Exercise aim. Using the listing below, set down exactly the lines starting at the line that contains "let first = root.create_node();" and ending at the line that contains "counter.set(counter.get() + 1);", both included, and no others.

Information given.
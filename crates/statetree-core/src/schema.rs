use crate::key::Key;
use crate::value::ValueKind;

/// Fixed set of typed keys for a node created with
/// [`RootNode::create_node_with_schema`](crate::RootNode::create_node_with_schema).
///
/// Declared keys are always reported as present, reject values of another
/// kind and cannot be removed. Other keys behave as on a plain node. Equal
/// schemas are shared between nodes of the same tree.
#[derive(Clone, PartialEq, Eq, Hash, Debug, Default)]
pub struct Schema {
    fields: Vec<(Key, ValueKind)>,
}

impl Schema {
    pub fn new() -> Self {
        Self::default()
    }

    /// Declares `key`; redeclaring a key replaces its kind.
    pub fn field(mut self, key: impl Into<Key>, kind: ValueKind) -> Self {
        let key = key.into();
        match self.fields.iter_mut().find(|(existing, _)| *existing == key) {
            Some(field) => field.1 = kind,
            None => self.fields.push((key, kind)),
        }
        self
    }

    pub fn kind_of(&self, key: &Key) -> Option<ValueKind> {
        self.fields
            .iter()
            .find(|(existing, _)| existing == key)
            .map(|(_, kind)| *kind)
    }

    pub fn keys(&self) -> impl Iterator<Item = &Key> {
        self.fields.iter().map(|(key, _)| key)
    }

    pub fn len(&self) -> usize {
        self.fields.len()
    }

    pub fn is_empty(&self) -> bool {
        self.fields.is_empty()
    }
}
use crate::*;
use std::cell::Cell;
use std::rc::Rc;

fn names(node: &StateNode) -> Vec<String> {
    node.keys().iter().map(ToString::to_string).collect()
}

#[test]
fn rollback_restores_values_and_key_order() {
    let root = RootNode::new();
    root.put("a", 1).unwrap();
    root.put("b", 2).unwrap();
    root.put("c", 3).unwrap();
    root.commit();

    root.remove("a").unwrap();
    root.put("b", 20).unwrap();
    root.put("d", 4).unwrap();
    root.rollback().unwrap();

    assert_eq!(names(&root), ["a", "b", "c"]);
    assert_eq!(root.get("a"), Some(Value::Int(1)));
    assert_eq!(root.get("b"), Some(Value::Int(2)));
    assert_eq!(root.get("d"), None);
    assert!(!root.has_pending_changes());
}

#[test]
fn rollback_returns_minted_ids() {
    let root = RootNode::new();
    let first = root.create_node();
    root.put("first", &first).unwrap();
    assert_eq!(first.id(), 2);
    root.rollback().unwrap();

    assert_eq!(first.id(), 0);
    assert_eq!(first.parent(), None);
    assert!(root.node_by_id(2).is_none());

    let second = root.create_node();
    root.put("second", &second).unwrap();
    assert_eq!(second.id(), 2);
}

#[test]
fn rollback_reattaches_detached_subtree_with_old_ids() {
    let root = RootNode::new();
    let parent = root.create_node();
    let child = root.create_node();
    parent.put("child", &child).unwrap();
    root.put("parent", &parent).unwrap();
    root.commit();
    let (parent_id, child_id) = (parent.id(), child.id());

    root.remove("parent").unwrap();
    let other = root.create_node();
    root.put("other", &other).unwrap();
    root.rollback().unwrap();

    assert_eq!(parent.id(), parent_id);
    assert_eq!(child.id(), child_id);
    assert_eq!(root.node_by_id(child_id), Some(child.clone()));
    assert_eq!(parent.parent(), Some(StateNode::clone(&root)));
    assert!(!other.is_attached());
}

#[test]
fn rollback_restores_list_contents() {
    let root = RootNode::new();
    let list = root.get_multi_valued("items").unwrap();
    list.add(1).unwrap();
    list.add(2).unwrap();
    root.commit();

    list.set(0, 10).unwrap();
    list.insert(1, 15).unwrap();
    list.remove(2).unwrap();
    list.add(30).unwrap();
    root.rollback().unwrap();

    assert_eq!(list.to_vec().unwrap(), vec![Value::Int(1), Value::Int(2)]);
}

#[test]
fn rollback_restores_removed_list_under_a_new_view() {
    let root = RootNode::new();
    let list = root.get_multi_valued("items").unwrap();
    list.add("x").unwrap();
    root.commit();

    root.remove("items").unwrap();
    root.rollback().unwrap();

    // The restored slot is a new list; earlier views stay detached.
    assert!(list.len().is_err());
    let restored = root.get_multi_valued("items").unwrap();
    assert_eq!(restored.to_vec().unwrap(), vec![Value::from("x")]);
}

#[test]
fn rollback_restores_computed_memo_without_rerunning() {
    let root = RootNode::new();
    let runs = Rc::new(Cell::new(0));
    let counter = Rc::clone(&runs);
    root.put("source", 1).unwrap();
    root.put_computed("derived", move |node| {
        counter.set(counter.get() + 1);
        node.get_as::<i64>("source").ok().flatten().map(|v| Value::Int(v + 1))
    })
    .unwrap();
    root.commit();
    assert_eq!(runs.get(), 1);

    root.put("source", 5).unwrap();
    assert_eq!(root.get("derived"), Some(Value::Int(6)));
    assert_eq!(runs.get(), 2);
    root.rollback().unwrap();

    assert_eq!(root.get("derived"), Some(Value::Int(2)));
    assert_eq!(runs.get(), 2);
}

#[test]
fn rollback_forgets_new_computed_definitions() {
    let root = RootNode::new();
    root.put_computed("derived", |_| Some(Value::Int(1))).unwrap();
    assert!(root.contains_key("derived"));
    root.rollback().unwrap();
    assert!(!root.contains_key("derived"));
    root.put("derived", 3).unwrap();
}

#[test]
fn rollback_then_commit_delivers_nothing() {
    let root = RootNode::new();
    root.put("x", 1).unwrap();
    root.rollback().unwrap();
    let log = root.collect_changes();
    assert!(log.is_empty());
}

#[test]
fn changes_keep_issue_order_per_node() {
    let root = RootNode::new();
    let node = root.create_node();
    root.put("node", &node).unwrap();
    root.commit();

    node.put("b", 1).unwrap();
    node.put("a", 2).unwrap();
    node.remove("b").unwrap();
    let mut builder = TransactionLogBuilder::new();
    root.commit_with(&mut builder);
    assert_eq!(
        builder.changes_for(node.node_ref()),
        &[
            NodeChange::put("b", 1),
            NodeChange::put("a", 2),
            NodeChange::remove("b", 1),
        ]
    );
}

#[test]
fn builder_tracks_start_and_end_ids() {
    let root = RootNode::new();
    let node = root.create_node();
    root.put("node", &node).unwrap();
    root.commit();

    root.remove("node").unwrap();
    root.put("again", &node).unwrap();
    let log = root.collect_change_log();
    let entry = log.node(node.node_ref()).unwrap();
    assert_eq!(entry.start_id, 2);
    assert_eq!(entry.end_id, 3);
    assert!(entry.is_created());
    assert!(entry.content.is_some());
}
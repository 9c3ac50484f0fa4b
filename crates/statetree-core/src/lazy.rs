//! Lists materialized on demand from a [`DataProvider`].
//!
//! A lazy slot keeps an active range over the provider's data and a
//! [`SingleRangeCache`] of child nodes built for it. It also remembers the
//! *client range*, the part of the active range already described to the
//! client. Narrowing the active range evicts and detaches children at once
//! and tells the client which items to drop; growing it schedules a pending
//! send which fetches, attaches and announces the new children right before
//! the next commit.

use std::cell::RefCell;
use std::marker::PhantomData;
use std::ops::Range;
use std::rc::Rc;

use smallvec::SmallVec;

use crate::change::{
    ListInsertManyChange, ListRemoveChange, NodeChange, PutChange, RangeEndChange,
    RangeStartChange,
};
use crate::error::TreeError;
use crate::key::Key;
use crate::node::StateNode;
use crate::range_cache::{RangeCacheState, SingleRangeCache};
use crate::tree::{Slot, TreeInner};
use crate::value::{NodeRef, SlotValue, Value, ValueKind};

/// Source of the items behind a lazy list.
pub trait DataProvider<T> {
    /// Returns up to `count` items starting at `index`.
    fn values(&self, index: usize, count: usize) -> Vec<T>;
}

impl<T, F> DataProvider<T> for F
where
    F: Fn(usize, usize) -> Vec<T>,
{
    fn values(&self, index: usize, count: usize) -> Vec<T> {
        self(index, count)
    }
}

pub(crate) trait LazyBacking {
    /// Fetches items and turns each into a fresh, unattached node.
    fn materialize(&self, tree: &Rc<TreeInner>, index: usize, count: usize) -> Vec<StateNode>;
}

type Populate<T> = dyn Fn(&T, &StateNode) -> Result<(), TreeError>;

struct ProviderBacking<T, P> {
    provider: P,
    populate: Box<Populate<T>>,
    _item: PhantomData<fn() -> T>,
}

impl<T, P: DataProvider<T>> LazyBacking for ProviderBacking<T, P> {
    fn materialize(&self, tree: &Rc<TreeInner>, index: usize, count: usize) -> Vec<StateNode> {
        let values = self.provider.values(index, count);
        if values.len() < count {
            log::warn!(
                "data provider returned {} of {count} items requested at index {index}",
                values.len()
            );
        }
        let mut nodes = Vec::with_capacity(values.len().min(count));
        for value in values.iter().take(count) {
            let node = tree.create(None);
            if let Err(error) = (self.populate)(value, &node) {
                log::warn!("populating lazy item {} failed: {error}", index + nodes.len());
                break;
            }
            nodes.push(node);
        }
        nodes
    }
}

Response to the exercise.
    let first = root.create_node();
    root.put("first", &first).unwrap();
    assert_eq!(first.id(), 2);
    root.rollback().unwrap();

    assert_eq!(first.id(), 0);
    assert_eq!(first.parent(), None);
    assert!(root.node_by_id(2).is_none());

    let second = root.create_node();
    root.put("second", &second).unwrap();
    assert_eq!(second.id(), 2);
}

#[test]
fn rollback_reattaches_detached_subtree_with_old_ids() {
    let root = RootNode::new();
    let parent = root.create_node();
    let child = root.create_node();
    parent.put("child", &child).unwrap();
    root.put("parent", &parent).unwrap();
    root.commit();
    let (parent_id, child_id) = (parent.id(), child.id());

    root.remove("parent").unwrap();
    let other = root.create_node();
    root.put("other", &other).unwrap();
    root.rollback().unwrap();

    assert_eq!(parent.id(), parent_id);
    assert_eq!(child.id(), child_id);
    assert_eq!(root.node_by_id(child_id), Some(child.clone()));
    assert_eq!(parent.parent(), Some(StateNode::clone(&root)));
    assert!(!other.is_attached());
}

#[test]
fn rollback_restores_list_contents() {
    let root = RootNode::new();
    let list = root.get_multi_valued("items").unwrap();
    list.add(1).unwrap();
    list.add(2).unwrap();
    root.commit();

    list.set(0, 10).unwrap();
    list.insert(1, 15).unwrap();
    list.remove(2).unwrap();
    list.add(30).unwrap();
    root.rollback().unwrap();

    assert_eq!(list.to_vec().unwrap(), vec![Value::Int(1), Value::Int(2)]);
}

#[test]
fn rollback_restores_removed_list_under_a_new_view() {
    let root = RootNode::new();
    let list = root.get_multi_valued("items").unwrap();
    list.add("x").unwrap();
    root.commit();

    root.remove("items").unwrap();
    root.rollback().unwrap();

    // The restored slot is a new list; earlier views stay detached.
    assert!(list.len().is_err());
    let restored = root.get_multi_valued("items").unwrap();
    assert_eq!(restored.to_vec().unwrap(), vec![Value::from("x")]);
}

#[test]
fn rollback_restores_computed_memo_without_rerunning() {
    let root = RootNode::new();
    let runs = Rc::new(Cell::new(0));
    let counter = Rc::clone(&runs);
    root.put("source", 1).unwrap();
    root.put_computed("derived", move |node| {
        counter.set(counter.get() + 1);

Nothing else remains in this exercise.